On the 'Mysteries of Consciousness'


I've always found it frustrating that, by shoving a 'ness' on the end of a perfectly respectable adjective with an unproblematic meaning, a mysterious entity seems to have been born with properties that are taken to defy our understanding. We all know perfectly well what it is to be conscious. It's to be, well, not recently bashed over the head, to be able to respond to questions coherently, to have the capacity to draw on and lay down memories whilst engaging in complex actions, and all the rest of it. There are some rough edges to the concept which are exploited, as it were, by dissociative phenomena, sleepwalking, so-called blindsight, and the like. But on the whole we know what we are doing with it. Nominalise the adjective, however, and the temptation arises to suppose that one is suddenly in intimate possession of some quite marvellous and mysterious entity. All those Wittgensteinian lessons about such derivative nouns not gaining their meaning through an act of reference to a thing of some sort just go out the window.

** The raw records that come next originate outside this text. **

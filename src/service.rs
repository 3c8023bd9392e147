use std::path::PathBuf;
use std::sync::Arc;
use std::time::Duration;

use api::cleanup::{CleanupResult, RecordingFile, RecordingStats};
use api::recorder::{RecordingStatus, SegmentedStatus};
use api::request::{AddSchedule, ForceCleanup, RecordingFileQuery};
use api::schedule::{ScheduleInfo, ScheduleValidation};
use tokio::task::JoinHandle;
use tracing::{error, info};

use crate::autorecord::{AutoRecorder, ReconcilePass};
use crate::config::Config;
use crate::encoder::{EncoderProbe, Spawner};
use crate::recorder::{RecordOptions, RecordingManager};
use crate::result::Result;
use crate::retention::CleanupEngine;
use crate::scheduler::Scheduler;
use crate::segment::SegmentManager;
use crate::shutdown::Shutdown;
use crate::source::SourceRegistry;

/// The recording control plane, wired together.
///
/// Everything an HTTP layer would need goes through here.
#[derive(Clone)]
pub struct Recorder {
    cfg: Arc<Config>,
    recordings: RecordingManager,
    segments: SegmentManager,
    cleanup: Arc<CleanupEngine>,
    autorecord: AutoRecorder,
    scheduler: Scheduler,
}

impl Recorder {
    pub fn new(
        cfg: Arc<Config>,
        sources: Arc<dyn SourceRegistry>,
        spawner: Arc<dyn Spawner>,
        probe: Arc<dyn EncoderProbe>,
    ) -> Self {
        let recordings = RecordingManager::new(cfg.clone(), sources.clone(), spawner);
        let segments = SegmentManager::new(recordings.clone());
        let cleanup = Arc::new(CleanupEngine::new(cfg.clone(), recordings.leases().clone()));
        let autorecord = AutoRecorder::new(
            cfg.clone(),
            sources,
            probe,
            recordings.clone(),
            segments.clone(),
        );
        let scheduler = Scheduler::new(cfg.clone(), recordings.clone(), segments.clone());
        Self {
            cfg,
            recordings,
            segments,
            cleanup,
            autorecord,
            scheduler,
        }
    }

    pub fn config(&self) -> &Arc<Config> {
        &self.cfg
    }

    pub fn recordings(&self) -> &RecordingManager {
        &self.recordings
    }

    pub fn segments(&self) -> &SegmentManager {
        &self.segments
    }

    pub fn cleanup(&self) -> &CleanupEngine {
        &self.cleanup
    }

    pub fn autorecord(&self) -> &AutoRecorder {
        &self.autorecord
    }

    pub fn scheduler(&self) -> &Scheduler {
        &self.scheduler
    }

    /// Load configured schedules and spawn the periodic drivers. They stop when
    /// `shutdown` triggers.
    pub async fn run(&self, shutdown: Shutdown) -> Vec<JoinHandle<()>> {
        self.scheduler.load_from_config().await;

        let mut tasks = vec![];
        if self.cfg.recording.enable_cleanup {
            let cleanup = self.cleanup.clone();
            let shutdown = shutdown.clone();
            tasks.push(tokio::spawn(async move { cleanup.run(shutdown).await }));
        }

        let autorecord = self.autorecord.clone();
        let signal = shutdown.clone();
        tasks.push(tokio::spawn(async move { autorecord.run(signal).await }));

        let scheduler = self.scheduler.clone();
        tasks.push(tokio::spawn(async move { scheduler.run(shutdown).await }));

        info!(
            "[recorder] running, storage at {}",
            self.cfg.recording.base_path.display()
        );
        tasks
    }

    /// Stop scheduled recordings, then auto recordings, then everything else
    pub async fn shutdown(&self) {
        self.scheduler.shutdown().await;
        self.autorecord.stop_auto_recordings().await;
        self.segments.stop_all().await;
        self.recordings.stop_all().await;
        info!("[recorder] all recordings stopped");
    }

    pub async fn start_recording(
        &self,
        id: &str,
        stream: &str,
        options: RecordOptions,
    ) -> Result<RecordingStatus> {
        let recording = self.recordings.start(id, stream, options).await?;
        Ok(recording.status().await)
    }

    pub async fn stop_recording(&self, id: &str) -> Result<()> {
        self.recordings.stop(id).await
    }

    pub async fn recording_status(&self, id: &str) -> Result<RecordingStatus> {
        self.recordings.status(id).await
    }

    pub async fn list_recordings(&self) -> Vec<RecordingStatus> {
        self.recordings.list().await
    }

    pub async fn start_segmented(
        &self,
        id: &str,
        stream: &str,
        options: RecordOptions,
    ) -> Result<SegmentedStatus> {
        self.segments.start(id, stream, options).await?;
        self.segments.status(id).await
    }

    pub async fn stop_segmented(&self, id: &str) -> Result<()> {
        self.segments.stop(id).await
    }

    pub async fn segmented_status(&self, id: &str) -> Result<SegmentedStatus> {
        self.segments.status(id).await
    }

    pub async fn list_segmented(&self) -> Vec<SegmentedStatus> {
        self.segments.list().await
    }

    pub async fn segment_files(&self, id: &str) -> Result<Vec<PathBuf>> {
        self.segments.segments(id).await
    }

    pub async fn cleanup_now(&self) -> Result<CleanupResult> {
        self.cleanup.run_cleanup().await
    }

    pub async fn force_cleanup(&self, req: &ForceCleanup) -> Result<CleanupResult> {
        self.cleanup
            .force_cleanup(req.older_than_days, req.dry_run)
            .await
    }

    pub async fn recording_stats(&self) -> Result<RecordingStats> {
        self.cleanup.stats().await
    }

    pub async fn recording_files(&self, query: &RecordingFileQuery) -> Result<Vec<RecordingFile>> {
        self.cleanup.list_files(query).await
    }

    pub async fn reconcile(&self) -> ReconcilePass {
        self.autorecord.reconcile().await
    }

    pub async fn add_schedule(&self, req: &AddSchedule) -> Result<ScheduleInfo> {
        let duration = match req.duration {
            0 => Duration::from_secs(self.cfg.recording.default_schedule_duration),
            secs => Duration::from_secs(secs),
        };
        self.scheduler
            .add(&req.stream, &req.schedule, duration)
            .await
    }

    pub async fn remove_schedule(&self, stream: &str) -> Result<()> {
        self.scheduler.remove(stream).await
    }

    pub async fn list_schedules(&self) -> Vec<ScheduleInfo> {
        self.scheduler.list().await
    }

    pub fn validate_schedule(&self, expr: &str, n: usize) -> ScheduleValidation {
        Scheduler::validate(expr, n)
    }
}

/// Wait for every driver to finish
pub async fn join_all(tasks: Vec<JoinHandle<()>>) {
    for task in tasks {
        if let Err(e) = task.await {
            error!("[recorder] driver task failed: {}", e);
        }
    }
}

Imagine if the same was true of the adjective 'tired'. We know what it is to be tired - it's, well, to be unlikely to be conscious for much longer. Stick a 'ness' on the end of it and suddenly we have this mysterious entity, this dying inner flame, called 'tiredness'. How will we ever fathom its hidden nature? How will we reconcile it with our otherwise respectably naturalistic worldview? This inner world of tiredness, this dimly evanescent internal force.... No! No-one feels compelled to even begin to wax mystical about tiredness. It is so obviously a noun which is the name of a fairly tractable property, a property the essence of which can be happily explicated through a list of what is true of someone if they are tired.

Similarly with happiness and sadness. In these long-post-vitalist days we are hardly likely to go round supposing that an analysis of happiness will be incomplete if we simply describe what is true of someone if they are happy - thinking that there is some mysterious stuff or property that these miss out - 'happiness itself'. But when it comes to more cognitive terms we immediately, or so it seems to me, start going off the rails. We forget to take 'belief' back to 'believe', and instead imagine that 'beliefs [who (setting aside for a moment political and religious uses) except a philosopher would use a plural of 'belief'?] are mental states' or some such, states apt for 'identification' with 'states of the brain' (whatever those are supposed to be). The active character of 'oh, i've got an idea, let's go down to the ...' gets lost, and we start to elaborate a philosophy of entity-like ideas, and even talk of 'mental representations'...

When it comes to the 'wondrous container' for all these states, ideas and experiences, the metaphorical nature of the 'mind as an inner realm' trope gets utterly forgotten. 'Conscious-ness' becomes a kind of final frontier for science. Yet, to me, (Lockean?) speculations about it are as likely to hold water as the commonplace speculations about the mysteries lurking in the depths of another famous Ness. Whilst the 'mysteries' cited in the 123,000 entries found by Google for mysteries of consciousness typically reference putative mysteries about the supposed referent of the term, the real mystery is why this mystifying hypostasisation still enjoys such philosophical currency.